Wenzel Glanz, Leitender Arzt Gedächtnissprechstunde an der Universitätsklinik für Neurologie in Magdeburg, bezeichnet Lecanemab als „Meilenstein”, der „uns aber gleichzeitig vor große organisatorische und infrastrukturelle Herausforderungen“ stelle. Er hofft, dass es bald spezifische Infusionszentren geben wird, damit die Versorgung der Patientinnen und Patienten auch in abgelegeneren Gegenden möglich ist.
„Lecanemab ist kein Wundermittel“, resümierte Peter Berlit, Generalsekretär der Deutschen Gesellschaft für Neurologie. Die Studiendaten legten aber nahe, dass Betroffene in einem frühen Erkrankungsstadium mithilfe von Lecanemab rund ein halbes Jahr Lebenszeit gewinnen könnten, wo sie in einem ganz frühen Stadium der Demenz verbleiben. „Das an sich ist schon ein Wert“, erläuterte Berlit. Für einen begrenzten Personenkreis sei die Zulassung also durchaus eine gute Nachricht.

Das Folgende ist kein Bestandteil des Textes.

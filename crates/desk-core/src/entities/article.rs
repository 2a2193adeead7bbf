use schemars::JsonSchema;
use serde::{Deserialize, Serialize};

use super::ArticleImage;

/// A content record managed by the dashboard.
///
/// `id` is assigned by the store at creation and never changes.
/// `publication_date` is an ISO `YYYY-MM-DD` string; the store does not
/// validate it, the editor does.
#[derive(Debug, Clone, Serialize, Deserialize, JsonSchema, PartialEq, Eq)]
#[serde(rename_all = "camelCase")]
pub struct Article {
    pub id: String,
    pub headline: String,
    pub author: String,
    pub body: String,
    pub publication_date: String,
    pub published: bool,
    /// Carousel order. Older payloads used the `image` key or omitted it.
    #[serde(default, alias = "image")]
    pub images: Vec<ArticleImage>,
}

/// Every article field except `id`: the payload of a create.
#[derive(Debug, Clone, Default, Serialize, Deserialize, JsonSchema, PartialEq, Eq)]
#[serde(rename_all = "camelCase")]
pub struct ArticleFields {
    pub headline: String,
    pub author: String,
    pub body: String,
    pub publication_date: String,
    pub published: bool,
    #[serde(default)]
    pub images: Vec<ArticleImage>,
}

impl Article {
    /// Build a full article from an id and its fields.
    #[must_use]
    pub fn from_fields(id: String, fields: ArticleFields) -> Self {
        Self {
            id,
            headline: fields.headline,
            author: fields.author,
            body: fields.body,
            publication_date: fields.publication_date,
            published: fields.published,
            images: fields.images,
        }
    }

    /// Copy out everything except the id.
    #[must_use]
    pub fn fields(&self) -> ArticleFields {
        ArticleFields {
            headline: self.headline.clone(),
            author: self.author.clone(),
            body: self.body.clone(),
            publication_date: self.publication_date.clone(),
            published: self.published,
            images: self.images.clone(),
        }
    }
}

#[cfg(test)]
mod tests {
    use super::*;
    use pretty_assertions::assert_eq;

    #[test]
    fn fields_roundtrip_through_article() {
        let fields = ArticleFields {
            headline: "Headline".into(),
            author: "Author".into(),
            body: "Body".into(),
            publication_date: "2025-01-01".into(),
            published: true,
            images: vec![],
        };
        let article = Article::from_fields("a-1".into(), fields.clone());
        assert_eq!(article.id, "a-1");
        assert_eq!(article.fields(), fields);
    }

    #[test]
    fn serializes_camel_case() {
        let article = Article::from_fields("1".into(), ArticleFields::default());
        let value = serde_json::to_value(&article).unwrap();
        assert!(value.get("publicationDate").is_some());
        assert!(value.get("images").is_some());
        assert!(value.get("publication_date").is_none());
    }

    #[test]
    fn reads_legacy_image_key() {
        let json = r#"{
            "id": "1",
            "headline": "h",
            "author": "a",
            "body": "b",
            "publicationDate": "2025-05-16",
            "published": true,
            "image": [{"name": "x.png", "size": 3, "dataUrl": "data:image/png;base64,AAA="}]
        }"#;
        let article: Article = serde_json::from_str(json).unwrap();
        assert_eq!(article.images.len(), 1);
        assert_eq!(article.images[0].name, "x.png");
    }

    #[test]
    fn missing_images_default_empty() {
        let json = r#"{"id":"2","headline":"h","author":"a","body":"b","publicationDate":"2025-05-15","published":false}"#;
        let article: Article = serde_json::from_str(json).unwrap();
        assert!(article.images.is_empty());
    }
}
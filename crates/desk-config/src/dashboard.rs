//! Dashboard listing configuration.

use serde::{Deserialize, Serialize};

use crate::error::ConfigError;

const fn default_rows_per_page() -> usize {
    10
}

fn default_rows_per_page_options() -> Vec<usize> {
    vec![5, 10, 25, 50]
}

#[derive(Debug, Clone, Deserialize, Serialize)]
pub struct DashboardConfig {
    /// Page size the dashboard starts with.
    #[serde(default = "default_rows_per_page")]
    pub rows_per_page: usize,

    /// Page sizes offered by the pagination control.
    #[serde(default = "default_rows_per_page_options")]
    pub rows_per_page_options: Vec<usize>,
}

impl Default for DashboardConfig {
    fn default() -> Self {
        Self {
            rows_per_page: default_rows_per_page(),
            rows_per_page_options: default_rows_per_page_options(),
        }
    }
}

impl DashboardConfig {
    /// # Errors
    ///
    /// Returns `ConfigError::InvalidValue` if a page size is zero, no options
    /// are configured, or the default page size is not one of the options.
    pub fn validate(&self) -> Result<(), ConfigError> {
        if self.rows_per_page_options.is_empty() {
            return Err(ConfigError::InvalidValue {
                field: "dashboard.rows_per_page_options".into(),
                reason: "at least one option is required".into(),
            });
        }
        if self.rows_per_page_options.contains(&0) {
            return Err(ConfigError::InvalidValue {
                field: "dashboard.rows_per_page_options".into(),
                reason: "page sizes must be positive".into(),
            });
        }
        if self.rows_per_page == 0 {
            return Err(ConfigError::InvalidValue {
                field: "dashboard.rows_per_page".into(),
                reason: "must be positive".into(),
            });
        }
        if !self.rows_per_page_options.contains(&self.rows_per_page) {
            return Err(ConfigError::InvalidValue {
                field: "dashboard.rows_per_page".into(),
                reason: format!(
                    "{} is not one of {:?}",
                    self.rows_per_page, self.rows_per_page_options
                ),
            });
        }
        Ok(())
    }
}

Man wolle im medizinischen Bereich auch mehr Erfahrungen mit solchen monoklonalen Antikörpern sammeln, was durch eine EU-Zulassung überhaupt erst möglich werde, sagte Berlit. Zumal es Nachbeobachtungsstudien zu Lecanemab brauche, um die Effekte nach einem Untersuchungszeitraum von 18 Monaten zeigen. „Es ist völlig klar: Wir brauchen Medikamente, die besser wirken.“ Und damit auch mehr Studien, um bessere Therapieansätze zu finden.
Lecanemab könne da ein Anfang sein. Man dürfe aber auch nicht vergessen: 45 Prozent aller Demenzerkrankungen ließen sich allein durch präventive Maßnahmen vermeiden oder hinauszögern. Berlit verweist auf eine Studie, die im vergangenen Jahr in der Fachzeitschrift „The Lancet“ erschienen ist und 14 Risikofaktoren ausgemacht hat, die statistisch gesehen häufiger zu Demenz führen. Dazu zählen beispielsweise schlechte Bildung, Schwerhörigkeit, Kopfverletzungen, Bluthochdruck, hoher Alkoholkonsum, Adipositas, Rauchen, Depressionen und psychischer Stress, soziale Isolation, Luftverschmutzung, körperliche Inaktivität und Altersdiabetes.
Wir haben diesen Artikel am 31. August 2025 zuletzt aktualisiert.